Fig. 1: RBPome capture in S. aureus.

a S. aureus 2C and PTex RBPome capture workflows. See ‘Methods’ section for a detailed description of the approaches. CL cross-linked, 2C complex capture, PTex phenol–toluol extraction, aq aqueous, inter interphase, org organic. b Western blot and silver staining analysis of the USA300 RNase III-HTF 2C experiments. The UV irradiation doses used (J/cm²) are indicated. RNase III-HTF (black triangle) was detected using anti-FLAG antibodies. ‘Input’ indicates µg of total lysate loaded on the gel. The black asterisk indicates the Benzonase used to degrade the RNA. Non-cross-linked cells were used as negative controls. TSB tryptic soy broth, LPM low phosphate medium pH 7.5. c Western blot results and Coomassie brilliant blue staining of the USA300 RNase III-HTF PTex experiments, performed with the indicated UV intensities (J/cm²) in LPM medium. One percent of the total lysate was loaded for comparison. Original images for the experiments shown in b, c are provided in the Source data. d Volcano plots of proteins enriched in TSB (left) and LPM medium 2C data (right) (n = 6; two independent biological replicates, three technical replicates). P values were generated by empirical Bayes moderated t test in limma and adjusted by Benjamini–Hochberg method.

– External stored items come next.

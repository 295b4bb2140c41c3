use async_trait::async_trait;
use chrono::{DateTime, Duration, Utc};
use serde_json::Value;
use thiserror::Error;

use linkick_core::{ChatMessage, RoomId};

use crate::api::ApiSettings;

/// Recency window for backfilled history, in minutes.
pub const BACKFILL_WINDOW_MINUTES: i64 = 30;

/// One historical chat message as the upstream API reports it.
#[derive(Debug, Clone, PartialEq, Eq)]
pub struct HistoryMessage {
    pub created_at: DateTime<Utc>,
    pub content: String,
    pub sender: Option<String>,
}

#[derive(Debug, Error)]
pub enum HistoryError {
    #[error("history request failed: {0}")]
    Request(String),
    #[error("unexpected history payload: {0}")]
    Malformed(String),
}

/// Recent-messages capability. Implementations return the upstream page
/// as-is: newest first, unfiltered.
#[async_trait]
pub trait HistorySource: Send + Sync {
    async fn recent_messages(&self, room: &RoomId) -> Result<Vec<HistoryMessage>, HistoryError>;
}

/// History source backed by the upstream messages API.
#[derive(Debug, Clone)]
pub struct KickHistory {
    settings: ApiSettings,
}

impl KickHistory {
    pub fn new(settings: ApiSettings) -> Self {
        Self { settings }
    }
}

#[async_trait]
impl HistorySource for KickHistory {
    async fn recent_messages(&self, room: &RoomId) -> Result<Vec<HistoryMessage>, HistoryError> {
        let client = self
            .settings
            .build_client()
            .map_err(|err| HistoryError::Request(err.to_string()))?;
        let url = format!("{}/api/v2/chatrooms/{}/messages", self.settings.base_url, room);

        let response = client
            .get(&url)
            .send()
            .await
            .map_err(|err| HistoryError::Request(err.to_string()))?;

        let status = response.status();
        if !status.is_success() {
            return Err(HistoryError::Request(format!("http status {status}")));
        }

        let payload: Value = response
            .json()
            .await
            .map_err(|err| HistoryError::Malformed(err.to_string()))?;

        parse_messages(&payload)
    }
}

/// Both shapes occur in the wild: `{"data": {"messages": [...]}}` and
/// `{"data": [...]}`.
fn parse_messages(payload: &Value) -> Result<Vec<HistoryMessage>, HistoryError> {
    let entries = payload
        .get("data")
        .map(|data| data.get("messages").unwrap_or(data))
        .and_then(Value::as_array)
        .ok_or_else(|| HistoryError::Malformed("no message list".to_string()))?;

    // An entry missing its timestamp or content is skipped; the rest of
    // the page still counts.
    Ok(entries.iter().filter_map(parse_entry).collect())
}

fn parse_entry(entry: &Value) -> Option<HistoryMessage> {
    let content = entry.get("content")?.as_str()?.to_string();
    let created_at = entry.get("created_at")?.as_str()?;
    let created_at = DateTime::parse_from_rfc3339(created_at)
        .ok()?
        .with_timezone(&Utc);
    let sender = entry
        .get("sender")
        .and_then(|sender| sender.get("username"))
        .and_then(Value::as_str)
        .map(str::to_string);

    Some(HistoryMessage {
        created_at,
        content,
        sender,
    })
}

/// Replay one page of recent history through `deliver`, oldest first.
///
/// Only messages inside the recency window pass; the boundary is inclusive,
/// a message created exactly at the cutoff still counts. The upstream page
/// is newest first, so it is reversed before delivery: each message is then
/// ingested as if it arrived live, which stacks prepends back up into
/// newest-first display order.
///
/// Backfill is best-effort. Any source failure degrades to an empty replay
/// and must never fail the surrounding connect.
pub async fn backfill(
    source: &dyn HistorySource,
    room: &RoomId,
    now: DateTime<Utc>,
    mut deliver: impl FnMut(ChatMessage),
) {
    let page = match source.recent_messages(room).await {
        Ok(page) => page,
        Err(err) => {
            log::warn!("history backfill unavailable for room {room}: {err}");
            return;
        }
    };

    let cutoff = now - Duration::minutes(BACKFILL_WINDOW_MINUTES);
    let mut recent: Vec<HistoryMessage> = page
        .into_iter()
        .filter(|message| message.created_at >= cutoff)
        .collect();
    recent.reverse();

    for message in recent {
        deliver(ChatMessage::new(message.content, message.sender));
    }
}
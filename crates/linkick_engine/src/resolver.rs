use std::collections::HashMap;
use std::sync::Arc;

use async_trait::async_trait;
use serde::Deserialize;
use thiserror::Error;

use linkick_core::RoomId;

use crate::api::ApiSettings;

/// Known slug -> chat room pairs consulted before any network call.
const OVERRIDES: [(&str, &str); 7] = [
    ("buraksakinol", "25461130"),
    ("cavs", "25594923"),
    ("purplebixi", "25593921"),
    ("jahrein", "25314085"),
    ("vroft", "26489449"),
    ("oonuuur", "24845898"),
    ("burhi", "7736118"),
];

#[derive(Debug, Error)]
pub enum ResolveError {
    /// The directory answered but has no chat room for this slug.
    #[error("channel not found: {slug}")]
    NotFound { slug: String },
    /// The lookup itself failed (network, TLS, upstream blocking).
    #[error("channel lookup failed for {slug}: {message}")]
    Blocked { slug: String, message: String },
}

/// Remote slug -> room lookup capability.
#[async_trait]
pub trait ChannelDirectory: Send + Sync {
    async fn room_for(&self, slug: &str) -> Result<RoomId, ResolveError>;
}

/// Directory backed by the upstream channels API.
#[derive(Debug, Clone)]
pub struct KickDirectory {
    settings: ApiSettings,
}

impl KickDirectory {
    pub fn new(settings: ApiSettings) -> Self {
        Self { settings }
    }
}

#[derive(Debug, Deserialize)]
struct ChannelPayload {
    chatroom: Option<ChatroomPayload>,
}

#[derive(Debug, Deserialize)]
struct ChatroomPayload {
    id: Option<u64>,
}

#[async_trait]
impl ChannelDirectory for KickDirectory {
    async fn room_for(&self, slug: &str) -> Result<RoomId, ResolveError> {
        let client = self.settings.build_client().map_err(|err| ResolveError::Blocked {
            slug: slug.to_string(),
            message: err.to_string(),
        })?;
        let url = format!("{}/api/v1/channels/{}", self.settings.base_url, slug);

        let response = client
            .get(&url)
            .send()
            .await
            .map_err(|err| ResolveError::Blocked {
                slug: slug.to_string(),
                message: err.to_string(),
            })?;

        if !response.status().is_success() {
            return Err(ResolveError::NotFound {
                slug: slug.to_string(),
            });
        }

        // A payload without the chatroom id counts as "not found" just like
        // a miss: there is nothing to subscribe to.
        let payload: ChannelPayload = match response.json().await {
            Ok(payload) => payload,
            Err(_) => {
                return Err(ResolveError::NotFound {
                    slug: slug.to_string(),
                })
            }
        };

        payload
            .chatroom
            .and_then(|chatroom| chatroom.id)
            .map(|id| id.to_string())
            .ok_or_else(|| ResolveError::NotFound {
                slug: slug.to_string(),
            })
    }
}

/// Slug resolution: a static override table first, the directory second.
///
/// One attempt, no retries; a failed lookup fails the whole connect.
#[derive(Clone)]
pub struct ChannelResolver {
    overrides: HashMap<String, RoomId>,
    directory: Arc<dyn ChannelDirectory>,
}

impl ChannelResolver {
    pub fn new(directory: Arc<dyn ChannelDirectory>) -> Self {
        Self::with_overrides(directory, [])
    }

    /// Built-in overrides plus caller-supplied extras (extras win).
    pub fn with_overrides(
        directory: Arc<dyn ChannelDirectory>,
        extra: impl IntoIterator<Item = (String, String)>,
    ) -> Self {
        let mut overrides: HashMap<String, RoomId> = OVERRIDES
            .iter()
            .map(|(slug, room)| (slug.to_string(), room.to_string()))
            .collect();
        overrides.extend(extra);
        Self {
            overrides,
            directory,
        }
    }

    pub async fn resolve(&self, slug: &str) -> Result<RoomId, ResolveError> {
        let slug = slug.trim().to_lowercase();
        if let Some(room) = self.overrides.get(&slug) {
            return Ok(room.clone());
        }
        self.directory.room_for(&slug).await
    }
}
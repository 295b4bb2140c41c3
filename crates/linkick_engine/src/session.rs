use std::collections::VecDeque;
use std::sync::Arc;

use chrono::Utc;
use tokio::sync::{mpsc, watch};

use linkick_core::{
    update, Effect, LinkRecord, Msg, SessionId, SessionPhase, SessionState, SessionView,
};

use crate::history::{backfill, HistorySource};
use crate::resolver::ChannelResolver;
use crate::transport::{LiveFeed, Subscription};

/// Depth of the driver's message queue and of the event stream handed to
/// the presentation layer. A full queue applies backpressure to producers
/// instead of dropping events.
const QUEUE_DEPTH: usize = 256;

/// Collaborators the session driver needs to execute effects.
pub struct EngineConfig {
    pub resolver: ChannelResolver,
    pub history: Arc<dyn HistorySource>,
    pub feed: Arc<dyn LiveFeed>,
}

/// Notifications pushed to the presentation layer.
#[derive(Debug, Clone, PartialEq, Eq)]
pub enum SessionEvent {
    /// Emitted once per newly admitted record, in insertion order.
    LinkFound(LinkRecord),
    /// The connect attempt failed; the message names the channel.
    ConnectFailed { message: String },
}

/// Handle to one running session driver.
///
/// The driver task is the single owner of the session state: commands and
/// collaborator callbacks all land on one queue and are applied in arrival
/// order. Dropping the handle (after a stop) lets the driver wind down.
pub struct SessionHandle {
    msg_tx: mpsc::Sender<Msg>,
    view_rx: watch::Receiver<SessionView>,
}

impl SessionHandle {
    /// Spawn a driver on the current tokio runtime. The returned receiver
    /// delivers [`SessionEvent`]s; the handle answers queries and commands.
    pub fn spawn(config: EngineConfig) -> (Self, mpsc::Receiver<SessionEvent>) {
        let (msg_tx, msg_rx) = mpsc::channel(QUEUE_DEPTH);
        let (event_tx, event_rx) = mpsc::channel(QUEUE_DEPTH);
        let (view_tx, view_rx) = watch::channel(SessionView::default());

        tokio::spawn(run_driver(config, msg_tx.clone(), msg_rx, event_tx, view_tx));

        (Self { msg_tx, view_rx }, event_rx)
    }

    /// Connect to a channel slug, superseding any running session.
    pub async fn connect(&self, slug: &str) {
        self.send(Msg::ConnectRequested {
            slug: slug.to_string(),
        })
        .await;
    }

    /// Stop listening. Safe when idle, safe to repeat.
    pub async fn stop(&self) {
        self.send(Msg::StopRequested).await;
    }

    pub async fn mark_visited(&self, url: &str) {
        self.send(Msg::MarkVisited {
            url: url.to_string(),
        })
        .await;
    }

    pub async fn mark_visited_batch(&self, urls: Vec<String>) {
        self.send(Msg::MarkVisitedBatch { urls }).await;
    }

    /// Latest complete snapshot. Never torn: the driver publishes a full
    /// view after each applied message.
    pub fn view(&self) -> SessionView {
        self.view_rx.borrow().clone()
    }

    /// Watch endpoint for callers that want change notifications.
    pub fn watch(&self) -> watch::Receiver<SessionView> {
        self.view_rx.clone()
    }

    async fn send(&self, msg: Msg) {
        // Err only when the driver is gone; nothing sensible to do then.
        let _ = self.msg_tx.send(msg).await;
    }
}

async fn run_driver(
    config: EngineConfig,
    msg_tx: mpsc::Sender<Msg>,
    mut msg_rx: mpsc::Receiver<Msg>,
    event_tx: mpsc::Sender<SessionEvent>,
    view_tx: watch::Sender<SessionView>,
) {
    let mut state = SessionState::new();
    let mut live: Option<(SessionId, Subscription)> = None;

    while let Some(msg) = msg_rx.recv().await {
        // Driver-internal follow-ups (like Subscribed) bypass the queue so
        // the driver can never deadlock on its own bounded channel.
        let mut pending = VecDeque::from([msg]);

        while let Some(msg) = pending.pop_front() {
            let was_error = matches!(state.phase(), SessionPhase::Error { .. });

            let (next, effects) = update(std::mem::take(&mut state), msg);
            state = next;

            for effect in effects {
                run_effect(
                    effect,
                    &config,
                    &msg_tx,
                    &event_tx,
                    &mut live,
                    &mut pending,
                )
                .await;
            }

            if !was_error {
                if let SessionPhase::Error { message } = state.phase() {
                    let _ = event_tx
                        .send(SessionEvent::ConnectFailed {
                            message: message.clone(),
                        })
                        .await;
                }
            }

            view_tx.send_replace(state.view());
        }
    }
}

async fn run_effect(
    effect: Effect,
    config: &EngineConfig,
    msg_tx: &mpsc::Sender<Msg>,
    event_tx: &mpsc::Sender<SessionEvent>,
    live: &mut Option<(SessionId, Subscription)>,
    pending: &mut VecDeque<Msg>,
) {
    match effect {
        Effect::ResolveChannel { session, slug } => {
            let resolver = config.resolver.clone();
            let msg_tx = msg_tx.clone();
            tokio::spawn(async move {
                let msg = match resolver.resolve(&slug).await {
                    Ok(room) => Msg::ChannelResolved { session, room },
                    Err(err) => Msg::ResolveFailed {
                        session,
                        message: err.to_string(),
                    },
                };
                let _ = msg_tx.send(msg).await;
            });
        }
        Effect::FetchHistory { session, room } => {
            let history = Arc::clone(&config.history);
            let msg_tx = msg_tx.clone();
            tokio::spawn(async move {
                let mut replay = Vec::new();
                backfill(history.as_ref(), &room, Utc::now(), |message| {
                    replay.push(message);
                })
                .await;
                for message in replay {
                    if msg_tx
                        .send(Msg::HistoryMessage { session, message })
                        .await
                        .is_err()
                    {
                        return;
                    }
                }
                let _ = msg_tx.send(Msg::HistoryDrained { session }).await;
            });
        }
        Effect::Subscribe { session, room } => {
            let (live_tx, mut live_rx) = mpsc::channel(QUEUE_DEPTH);
            match config.feed.subscribe(&room, live_tx).await {
                Ok(subscription) => {
                    *live = Some((session, subscription));

                    // Pump feed events into the driver queue, tagged with
                    // the session they belong to. After a supersede the pump
                    // keeps draining but every message it forwards is stale
                    // and gets dropped by the state machine.
                    let msg_tx = msg_tx.clone();
                    tokio::spawn(async move {
                        while let Some(message) = live_rx.recv().await {
                            if msg_tx
                                .send(Msg::LiveMessage { session, message })
                                .await
                                .is_err()
                            {
                                break;
                            }
                        }
                    });

                    pending.push_back(Msg::Subscribed { session });
                }
                Err(err) => {
                    log::warn!("live subscribe failed: {err}");
                    pending.push_back(Msg::ResolveFailed {
                        session,
                        message: err.to_string(),
                    });
                }
            }
        }
        Effect::Unsubscribe { session } => {
            if let Some((live_session, subscription)) = live.take() {
                if live_session == session {
                    subscription.cancel();
                } else {
                    *live = Some((live_session, subscription));
                }
            }
        }
        Effect::LinkAdmitted { record } => {
            let _ = event_tx.send(SessionEvent::LinkFound(record)).await;
        }
    }
}
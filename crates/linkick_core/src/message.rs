/// Sender shown when the upstream message carries no display name.
pub const ANONYMOUS_SENDER: &str = "anonymous";

/// Description shown when the message was nothing but the URL itself.
const EMPTY_DESCRIPTION: &str = "Shared link";

/// URLs containing any of these fragments are dropped outright
/// (invite/affiliate spam suppression).
const DENY_LIST: [&str; 2] = ["discord", "wraithesports"];

/// A chat message as delivered by history backfill or the live feed.
#[derive(Debug, Clone, PartialEq, Eq)]
pub struct ChatMessage {
    pub content: String,
    pub sender: Option<String>,
}

impl ChatMessage {
    pub fn new(content: impl Into<String>, sender: Option<String>) -> Self {
        Self {
            content: content.into(),
            sender,
        }
    }
}

/// One URL occurrence lifted out of a message, category still unresolved.
#[derive(Debug, Clone, PartialEq, Eq)]
pub struct ParsedLink {
    pub url: String,
    pub sender: String,
    pub description: String,
}

/// Extract every URL occurrence from a message.
///
/// A message with no parseable URL yields an empty vector; that is not an
/// error. Deny-listed URLs are skipped entirely. The description is the
/// message body with the first occurrence of the URL removed and trimmed.
pub fn parse_message(message: &ChatMessage) -> Vec<ParsedLink> {
    let sender = message
        .sender
        .as_deref()
        .filter(|name| !name.trim().is_empty())
        .unwrap_or(ANONYMOUS_SENDER);

    find_urls(&message.content)
        .into_iter()
        .filter_map(|url| {
            let lower = url.to_lowercase();
            if DENY_LIST.iter().any(|blocked| lower.contains(blocked)) {
                return None;
            }

            let remainder = message.content.replacen(url, "", 1);
            let remainder = remainder.trim();
            let description = if remainder.is_empty() {
                EMPTY_DESCRIPTION.to_string()
            } else {
                remainder.to_string()
            };

            Some(ParsedLink {
                url: url.to_string(),
                sender: sender.to_string(),
                description,
            })
        })
        .collect()
}

/// Scan for `http://` / `https://` runs up to the next whitespace.
///
/// Matches are non-overlapping, left to right; a scheme embedded in an
/// already-matched URL is not re-matched.
fn find_urls(content: &str) -> Vec<&str> {
    let mut urls = Vec::new();
    let mut cursor = 0;

    while let Some(offset) = content[cursor..].find("http") {
        let start = cursor + offset;
        let rest = &content[start..];
        let scheme_len = if rest.starts_with("https://") {
            "https://".len()
        } else if rest.starts_with("http://") {
            "http://".len()
        } else {
            cursor = start + "http".len();
            continue;
        };

        // The pattern requires at least one non-whitespace character
        // after the scheme.
        let tail = &rest[scheme_len..];
        let tail_len = tail.find(char::is_whitespace).unwrap_or(tail.len());
        if tail_len == 0 {
            cursor = start + scheme_len;
            continue;
        }

        let end = start + scheme_len + tail_len;
        urls.push(&content[start..end]);
        cursor = end;
    }

    urls
}
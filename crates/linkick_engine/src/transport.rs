use std::sync::Arc;
use std::time::Duration;

use async_trait::async_trait;
use chrono::Utc;
use thiserror::Error;
use tokio::sync::mpsc;
use tokio_util::sync::CancellationToken;

use linkick_core::{ChatMessage, RoomId};

use crate::history::{HistorySource, BACKFILL_WINDOW_MINUTES};

#[derive(Debug, Error)]
pub enum FeedError {
    #[error("subscribe failed for room {room}: {message}")]
    Subscribe { room: RoomId, message: String },
}

/// Live chat capability.
///
/// One subscription per call; the feed pushes message events into the given
/// channel until the returned [`Subscription`] is cancelled. Implementations
/// must swallow malformed upstream events (drop the event, keep the feed).
#[async_trait]
pub trait LiveFeed: Send + Sync {
    async fn subscribe(
        &self,
        room: &RoomId,
        events: mpsc::Sender<ChatMessage>,
    ) -> Result<Subscription, FeedError>;
}

/// Handle for one live subscription.
///
/// `cancel` is idempotent and safe to call from anywhere; the feed task
/// observes the token, stops, and drops its sender. The hard no-stale-events
/// guarantee sits one level up: the session driver tags every forwarded
/// event with its session id and the state machine rejects mismatches.
#[derive(Debug)]
pub struct Subscription {
    token: CancellationToken,
}

impl Subscription {
    pub fn new(token: CancellationToken) -> Self {
        Self { token }
    }

    pub fn cancel(&self) {
        self.token.cancel();
    }
}

impl Drop for Subscription {
    fn drop(&mut self) {
        self.token.cancel();
    }
}

/// Live feed that polls the recent-messages endpoint.
///
/// The hosted pub/sub transport is a capability this crate does not
/// reimplement; polling the same API the backfill uses gives a live feed
/// with nothing but the HTTP stack. Only messages newer than the last
/// forwarded timestamp go out, so the session's URL dedup is the sole
/// consumer of the overlap with backfill.
pub struct PollingFeed {
    source: Arc<dyn HistorySource>,
    interval: Duration,
}

impl PollingFeed {
    pub fn new(source: Arc<dyn HistorySource>, interval: Duration) -> Self {
        Self { source, interval }
    }
}

#[async_trait]
impl LiveFeed for PollingFeed {
    async fn subscribe(
        &self,
        room: &RoomId,
        events: mpsc::Sender<ChatMessage>,
    ) -> Result<Subscription, FeedError> {
        let token = CancellationToken::new();
        let task_token = token.clone();
        let source = Arc::clone(&self.source);
        let room = room.clone();
        let interval = self.interval;

        tokio::spawn(async move {
            // Anything older than the backfill window is history's business,
            // not the live feed's.
            let mut horizon = Utc::now() - chrono::Duration::minutes(BACKFILL_WINDOW_MINUTES);

            loop {
                tokio::select! {
                    _ = task_token.cancelled() => break,
                    _ = tokio::time::sleep(interval) => {}
                }

                let page = match source.recent_messages(&room).await {
                    Ok(page) => page,
                    Err(err) => {
                        // One failed poll drops nothing permanently; the
                        // next tick retries.
                        log::warn!("live poll failed for room {room}: {err}");
                        continue;
                    }
                };

                let mut fresh: Vec<_> = page
                    .into_iter()
                    .filter(|message| message.created_at > horizon)
                    .collect();
                fresh.reverse();

                for message in fresh {
                    horizon = horizon.max(message.created_at);
                    let event = ChatMessage::new(message.content, message.sender);
                    if events.send(event).await.is_err() {
                        // Receiver gone: the session was torn down.
                        return;
                    }
                }
            }
        });

        Ok(Subscription::new(token))
    }
}
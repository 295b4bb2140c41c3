use crate::message::ChatMessage;
use crate::state::{RoomId, SessionId};

#[derive(Debug, Clone, PartialEq, Eq)]
pub enum Msg {
    /// User asked to connect to a channel slug. Supersedes any running session.
    ConnectRequested { slug: String },
    /// Resolver mapped the slug to its chat room.
    ChannelResolved { session: SessionId, room: RoomId },
    /// Resolver gave up; the message is what the user gets to see.
    ResolveFailed { session: SessionId, message: String },
    /// One backfilled message, already window-filtered, delivered oldest first.
    HistoryMessage {
        session: SessionId,
        message: ChatMessage,
    },
    /// Backfill finished (or was skipped after a failure); live subscribe may begin.
    HistoryDrained { session: SessionId },
    /// The live subscription is established.
    Subscribed { session: SessionId },
    /// One live chat message.
    LiveMessage {
        session: SessionId,
        message: ChatMessage,
    },
    /// User opened a single link.
    MarkVisited { url: String },
    /// User opened a batch of links.
    MarkVisitedBatch { urls: Vec<String> },
    /// User asked to stop listening. Safe to repeat, safe when idle.
    StopRequested,
}
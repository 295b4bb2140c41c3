use crate::category::categorize;
use crate::message::{parse_message, ChatMessage};
use crate::state::{SessionPhase, SessionState};
use crate::store::LinkRecord;
use crate::{Effect, Msg};

/// Pure update function: applies a message to state and returns any effects.
///
/// Messages tagged with a session id other than the current one are dropped
/// without touching state; that is the whole stale-callback defence.
pub fn update(mut state: SessionState, msg: Msg) -> (SessionState, Vec<Effect>) {
    let effects = match msg {
        Msg::ConnectRequested { slug } => {
            let mut effects = Vec::new();
            if state.is_engaged() {
                // At most one live subscription at any instant: the old
                // session is torn down before the new one starts.
                effects.push(Effect::Unsubscribe {
                    session: state.session(),
                });
            }
            let session = state.begin_connect(slug.clone());
            effects.push(Effect::ResolveChannel { session, slug });
            effects
        }
        Msg::ChannelResolved { session, room } => {
            if session != state.session() {
                return (state, Vec::new());
            }
            if matches!(state.phase(), SessionPhase::Connecting { .. }) {
                state.set_room(room.clone());
                vec![Effect::FetchHistory { session, room }]
            } else {
                Vec::new()
            }
        }
        Msg::ResolveFailed { session, message } => {
            if session != state.session() {
                return (state, Vec::new());
            }
            state.fail(message);
            Vec::new()
        }
        Msg::HistoryMessage { session, message } => {
            if session != state.session() {
                return (state, Vec::new());
            }
            ingest(&mut state, &message)
        }
        Msg::HistoryDrained { session } => {
            if session != state.session() {
                return (state, Vec::new());
            }
            // Backfill is fully drained before the subscription opens; this
            // is what keeps chronological history below live arrivals.
            match state.resolved_room() {
                Some(room) => vec![Effect::Subscribe {
                    session,
                    room: room.clone(),
                }],
                None => Vec::new(),
            }
        }
        Msg::Subscribed { session } => {
            if session != state.session() {
                return (state, Vec::new());
            }
            state.go_live();
            Vec::new()
        }
        Msg::LiveMessage { session, message } => {
            if session != state.session() {
                return (state, Vec::new());
            }
            ingest(&mut state, &message)
        }
        Msg::MarkVisited { url } => {
            state.store_mut().mark_visited(&url);
            Vec::new()
        }
        Msg::MarkVisitedBatch { urls } => {
            state.store_mut().mark_visited_batch(&urls);
            Vec::new()
        }
        Msg::StopRequested => {
            if state.phase() == &SessionPhase::Idle {
                return (state, Vec::new());
            }
            let effects = vec![Effect::Unsubscribe {
                session: state.session(),
            }];
            state.end_session();
            effects
        }
    };

    (state, effects)
}

/// Run one message through parse -> classify -> insert. Every admitted
/// record becomes a `LinkAdmitted` effect, in insertion order.
fn ingest(state: &mut SessionState, message: &ChatMessage) -> Vec<Effect> {
    let mut effects = Vec::new();
    for parsed in parse_message(message) {
        let category = categorize(&parsed.url);
        let record = LinkRecord::from_parsed(parsed, category);
        if state.store_mut().insert(record.clone()) {
            effects.push(Effect::LinkAdmitted { record });
        }
    }
    effects
}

Proteins with a log-fold change >2 and a −log₁₀ adjusted P value of ≥1.3 (indicated with dashed lines) were considered significantly enriched (red dots). The total number of proteins significantly enriched in the cross-linked samples is indicated. e As in d but now for the PTex results (3 biological replicates) from cells grown in LPM medium. An adjusted P value threshold of 0.05 was used to select proteins enriched in the cross-linked samples. f Overlap of significantly enriched RBPs identified in TSB and LPM 2C data. g Overlap of JDK6009 and USA300 RBPs identified by 2C and PTex in cells grown in LPM medium. h Overlap of USA300 RBPs identified by 2C with published E. coli OOPS and TRAPP RBPome data sets. i Overlap of USA300 RBPs identified by 2C with RBPs predicted by TriPepSVM and RBPPred. TRAPP total RNA-associated protein purification, OOPS orthogonal organic phase separation.